Hash table

Hash table
Hash table
Type	Unsorted associative array
Invented	1953
Operation
Time complexity in big O notation
Operation	Average
Search	O(1 + n/k) ; k: number of buckets
Insert	O(1)
Delete	O(1 + n/k)
Space complexity
Space	O(n)

In computing, a hash table (also hash map) is a data structure used to implement an associative array, a structure that can map keys to values. A hash table uses a hash function to compute an index into an array of buckets or slots, from which the correct value can be found.

Ideally, the hash function should assign each possible key to a unique bucket, but this ideal situation is rarely achievable in practice (unless the hash keys are fixed; i.e. new entries are never added to the table after it is created). Instead, most hash table designs assume that hash collisions—different keys that are assigned by the hash function to the same bucket—will occur and must be accommodated in some way.

In a well-dimensioned hash table, the average cost (number of instructions) for each lookup is independent of the number of elements stored in the table. Many hash table designs also allow arbitrary insertions and deletions of key-value pairs, at constant average (indeed, amortized^[2]) cost per operation.^[3]^[4]

In many situations, hash tables turn out to be more efficient than search trees or any other table lookup structure. For this reason, they are widely used in many kinds of computer software, particularly for associative arrays, database indexing, caches, and sets.

Dynamic resizing

To keep the load factor under a certain limit, e.g. under 3/4, many table implementations expand the table when items are inserted. For example, in Java's HashMap class the default load factor threshold for table expansion is 0.75.

Since buckets are usually implemented on top of a dynamic array and any constant proportion for resizing greater than 1 will keep the load factor under the desired limit, the exact choice of the constant is determined by the same space-time tradeoff as for dynamic arrays.

Resizing is accompanied by a full or incremental table rehash whereby existing items are mapped to new bucket locations.

To limit the proportion of memory wasted due to empty buckets, some implementations also shrink the size of the table—followed by a rehash—when items are deleted. From the point of space-time tradeoffs, this operation is similar to the deallocation in dynamic arrays.

Resizing by copying all entries

A common approach is to automatically trigger a complete resizing when the load factor exceeds some threshold r_max. Then a new larger table is allocated, all the entries of the old table are removed and inserted into this new table, and the old table is returned to the free storage pool. Symmetrically, when the load factor falls below a second threshold r_min, all entries are moved to a new smaller table.
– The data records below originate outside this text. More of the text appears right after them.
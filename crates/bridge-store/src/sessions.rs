//! Session store — the persisted session-state machine.
//!
//! Schema:
//!
//! ```sql
//! CREATE TABLE sessions (
//!     session_id   TEXT PRIMARY KEY,
//!     status       TEXT NOT NULL DEFAULT 'in_progress',
//!     created_at   TEXT NOT NULL,
//!     completed_at TEXT
//! )
//! ```
//!
//! Invariant: `completed_at` is non-null iff `status != in_progress`, and
//! `created_at <= completed_at` (RFC 3339 strings compare lexicographically).
//! Transitions are monotonic within one request attempt; `activate` resets a
//! finished session back to `in_progress` when the caller explicitly resumes.

use chrono::Utc;
use rusqlite::{params, OptionalExtension};
use serde::{Deserialize, Serialize};
use tracing::debug;

use crate::connection::ConnectionPool;
use crate::errors::{Result, StoreError};

// ─────────────────────────────────────────────────────────────────────────────
// Types
// ─────────────────────────────────────────────────────────────────────────────

/// Lifecycle state of a session row.
#[derive(Clone, Copy, Debug, PartialEq, Eq, Serialize, Deserialize)]
#[serde(rename_all = "snake_case")]
pub enum SessionStatus {
    InProgress,
    Completed,
    Failed,
}

impl SessionStatus {
    /// Storage representation.
    #[must_use]
    pub fn as_str(self) -> &'static str {
        match self {
            Self::InProgress => "in_progress",
            Self::Completed => "completed",
            Self::Failed => "failed",
        }
    }

    fn parse(s: &str) -> Self {
        match s {
            "completed" => Self::Completed,
            "failed" => Self::Failed,
            _ => Self::InProgress,
        }
    }
}

/// One session row.
#[derive(Clone, Debug, PartialEq, Serialize, Deserialize)]
pub struct SessionInfo {
    pub session_id: String,
    pub status: SessionStatus,
    /// RFC 3339 creation timestamp.
    pub created_at: String,
    /// RFC 3339 completion timestamp; null while in progress (and on
    /// legacy rows written before the column existed).
    pub completed_at: Option<String>,
}

// ─────────────────────────────────────────────────────────────────────────────
// Store
// ─────────────────────────────────────────────────────────────────────────────

/// Pool-backed session store. Cheap to clone.
#[derive(Clone)]
pub struct SessionStore {
    pool: ConnectionPool,
}

impl SessionStore {
    pub(crate) fn new(pool: ConnectionPool) -> Self {
        Self { pool }
    }

    /// Idempotently create the table, then best-effort add `completed_at`
    /// for databases written by an earlier schema.
    pub(crate) fn init_schema(&self) -> Result<()> {
        let conn = self.pool.get()?;
        let _ = conn.execute(
            "CREATE TABLE IF NOT EXISTS sessions (
                 session_id   TEXT PRIMARY KEY,
                 status       TEXT NOT NULL DEFAULT 'in_progress',
                 created_at   TEXT NOT NULL,
                 completed_at TEXT
             )",
            [],
        )?;
        // Fails with "duplicate column name" on current-schema databases.
        if let Err(err) = conn.execute("ALTER TABLE sessions ADD COLUMN completed_at TEXT", []) {
            debug!(%err, "completed_at migration skipped");
        }
        Ok(())
    }

    /// Return the existing row for `id`, or insert a fresh `in_progress` row.
    pub fn get_or_create(&self, id: &str) -> Result<SessionInfo> {
        let conn = self.pool.get()?;
        if let Some(info) = Self::lookup_on(&conn, id)? {
            return Ok(info);
        }
        let now = Utc::now().to_rfc3339();
        let _ = conn.execute(
            "INSERT INTO sessions (session_id, status, created_at, completed_at)
             VALUES (?1, 'in_progress', ?2, NULL)
             ON CONFLICT(session_id) DO NOTHING",
            params![id, now],
        )?;
        // Re-read instead of assuming: a concurrent writer may have won the insert.
        Ok(Self::lookup_on(&conn, id)?.unwrap_or(SessionInfo {
            session_id: id.to_owned(),
            status: SessionStatus::InProgress,
            created_at: now,
            completed_at: None,
        }))
    }

    /// Upsert `id` to `in_progress` with `completed_at = NULL`.
    ///
    /// A pre-existing row keeps its `created_at`.
    pub fn activate(&self, id: &str) -> Result<SessionInfo> {
        let conn = self.pool.get()?;
        let now = Utc::now().to_rfc3339();
        let _ = conn.execute(
            "INSERT INTO sessions (session_id, status, created_at, completed_at)
             VALUES (?1, 'in_progress', ?2, NULL)
             ON CONFLICT(session_id)
             DO UPDATE SET status = 'in_progress', completed_at = NULL",
            params![id, now],
        )?;
        Self::lookup_on(&conn, id)?.ok_or(StoreError::Sqlite(rusqlite::Error::QueryReturnedNoRows))
    }

    /// Flip `id` to `completed`. Missing id is a no-op.
    pub fn mark_completed(&self, id: &str) -> Result<()> {
        self.finish(id, SessionStatus::Completed)
    }

    /// Flip `id` to `failed`. Missing id is a no-op.
    pub fn mark_failed(&self, id: &str) -> Result<()> {
        self.finish(id, SessionStatus::Failed)
    }

    fn finish(&self, id: &str, status: SessionStatus) -> Result<()> {
        let conn = self.pool.get()?;
        let now = Utc::now().to_rfc3339();
        let _ = conn.execute(
            "UPDATE sessions SET status = ?1, completed_at = ?2 WHERE session_id = ?3",
            params![status.as_str(), now, id],
        )?;
        Ok(())
    }

    /// Fetch a session row, if present.
    pub fn lookup(&self, id: &str) -> Result<Option<SessionInfo>> {
        let conn = self.pool.get()?;
        Self::lookup_on(&conn, id)
    }

    fn lookup_on(conn: &rusqlite::Connection, id: &str) -> Result<Option<SessionInfo>> {
        let info = conn
            .query_row(
                "SELECT session_id, status, created_at, completed_at
                 FROM sessions WHERE session_id = ?1",
                params![id],
                |row| {
                    let status: String = row.get(1)?;
                    Ok(SessionInfo {
                        session_id: row.get(0)?,
                        status: SessionStatus::parse(&status),
                        created_at: row.get(2)?,
                        completed_at: row.get(3)?,
                    })
                },
            )
            .optional()?;
        Ok(info)
    }
}

// ─────────────────────────────────────────────────────────────────────────────
// Tests
// ─────────────────────────────────────────────────────────────────────────────

#[cfg(test)]
mod tests {
    use super::*;
    use crate::connection::{open_pool, MEMORY_PATH};

    fn store() -> SessionStore {
        let store = SessionStore::new(open_pool(MEMORY_PATH).unwrap());
        store.init_schema().unwrap();
        store
    }

    #[test]
    fn get_or_create_inserts_in_progress() {
        let store = store();
        let info = store.get_or_create("s1").unwrap();
        assert_eq!(info.session_id, "s1");
        assert_eq!(info.status, SessionStatus::InProgress);
        assert_eq!(info.completed_at, None);
    }

    #[test]
    fn get_or_create_is_idempotent() {
        let store = store();
        let first = store.get_or_create("s1").unwrap();
        let second = store.get_or_create("s1").unwrap();
        assert_eq!(first.session_id, second.session_id);
        assert_eq!(first.created_at, second.created_at);
    }

    #[test]
    fn mark_completed_sets_timestamp() {
        let store = store();
        let created = store.get_or_create("s1").unwrap();
        store.mark_completed("s1").unwrap();
        let info = store.lookup("s1").unwrap().unwrap();
        assert_eq!(info.status, SessionStatus::Completed);
        let completed = info.completed_at.expect("completed_at set");
        assert!(completed >= created.created_at);
    }

    #[test]
    fn mark_failed_sets_status() {
        let store = store();
        let _ = store.get_or_create("s1").unwrap();
        store.mark_failed("s1").unwrap();
        let info = store.lookup("s1").unwrap().unwrap();
        assert_eq!(info.status, SessionStatus::Failed);
        assert!(info.completed_at.is_some());
    }

    #[test]
    fn finish_on_missing_id_is_noop_ok() {
        let store = store();
        store.mark_completed("ghost").unwrap();
        store.mark_failed("ghost").unwrap();
        assert!(store.lookup("ghost").unwrap().is_none());
    }

    #[test]
    fn activate_resets_completed_session() {
        let store = store();
        let created = store.get_or_create("s1").unwrap();
        store.mark_completed("s1").unwrap();

        let info = store.activate("s1").unwrap();
        assert_eq!(info.status, SessionStatus::InProgress);
        assert_eq!(info.completed_at, None);
        assert_eq!(info.created_at, created.created_at);
    }

    #[test]
    fn activate_creates_missing_session() {
        let store = store();
        let info = store.activate("fresh").unwrap();
        assert_eq!(info.status, SessionStatus::InProgress);
    }

    #[test]
    fn activate_resets_failed_session() {
        let store = store();
        let _ = store.get_or_create("s1").unwrap();
        store.mark_failed("s1").unwrap();
        let info = store.activate("s1").unwrap();
        assert_eq!(info.status, SessionStatus::InProgress);
        assert_eq!(info.completed_at, None);
    }

    #[test]
    fn lookup_missing_returns_none() {
        let store = store();
        assert!(store.lookup("nope").unwrap().is_none());
    }

    #[test]
    fn init_schema_twice_is_idempotent() {
        let store = store();
        store.init_schema().unwrap();
        let _ = store.get_or_create("s1").unwrap();
        store.init_schema().unwrap();
        assert!(store.lookup("s1").unwrap().is_some());
    }

    #[test]
    fn migration_adds_completed_at_to_legacy_table() {
        let pool = open_pool(MEMORY_PATH).unwrap();
        {
            let conn = pool.get().unwrap();
            conn.execute_batch(
                "CREATE TABLE sessions (
                     session_id TEXT PRIMARY KEY,
                     status     TEXT NOT NULL DEFAULT 'in_progress',
                     created_at TEXT NOT NULL
                 );
                 INSERT INTO sessions (session_id, status, created_at)
                 VALUES ('legacy', 'completed', '2024-01-01T00:00:00+00:00');",
            )
            .unwrap();
        }
        let store = SessionStore::new(pool);
        store.init_schema().unwrap();
        let info = store.lookup("legacy").unwrap().unwrap();
        assert_eq!(info.status, SessionStatus::Completed);
        assert_eq!(info.completed_at, None);
    }
}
If the table size increases or decreases by a fixed percentage at each expansion, the total cost of these resizings, amortized over all insert and delete operations, is still a constant, independent of the number of entries n and of the number m of operations performed.

For example, consider a table that was created with the minimum possible size and is doubled each time the load ratio exceeds some threshold. If m elements are inserted into that table, the total number of extra re-insertions that occur in all dynamic resizings of the table is at most m − 1. In other words, dynamic resizing roughly doubles the cost of each insert or delete operation.

Incremental resizing

Some hash table implementations, notably in real-time systems, cannot pay the price of enlarging the hash table all at once, because it may interrupt time-critical operations. If one cannot avoid dynamic resizing, a solution is to perform the resizing gradually:

During the resize, allocate the new hash table, but keep the old table unchanged.
In each lookup or delete operation, check both tables.
Perform insertion operations only in the new table.
At each insertion also move r elements from the old table to the new table.
When all elements are removed from the old table, deallocate it.

To ensure that the old table is completely copied over before the new table itself needs to be enlarged, it is necessary to increase the size of the table by a factor of at least (r + 1)/r during resizing.

Monotonic keys

If it is known that key values will always increase (or decrease) monotonically, then a variation of consistent hashing can be achieved by keeping a list of the single most recent key value at each hash table resize operation. Upon lookup, keys that fall in the ranges defined by these list entries are directed to the appropriate hash function—and indeed hash table—both of which can be different for each range. Since it is common to grow the overall number of entries by doubling, there will only be O(lg(N)) ranges to check, and binary search time for the redirection would be O(lg(lg(N))). As with consistent hashing, this approach guarantees that any key's hash, once issued, will never change, even when the hash table is later grown.

Performance analysis

In the simplest model, the hash function is completely unspecified and the table does not resize. For the best possible choice of hash function, a table of size k with open addressing has no collisions and holds up to k elements, with a single comparison for successful lookup, and a table of size k with chaining and n keys has the minimum max(0, n-k) collisions and O(1 + n/k) comparisons for lookup. For the worst choice of hash function, every insertion causes a collision, and hash tables degenerate to linear search, with Ω(n) amortized comparisons per insertion and up to n comparisons for a successful lookup.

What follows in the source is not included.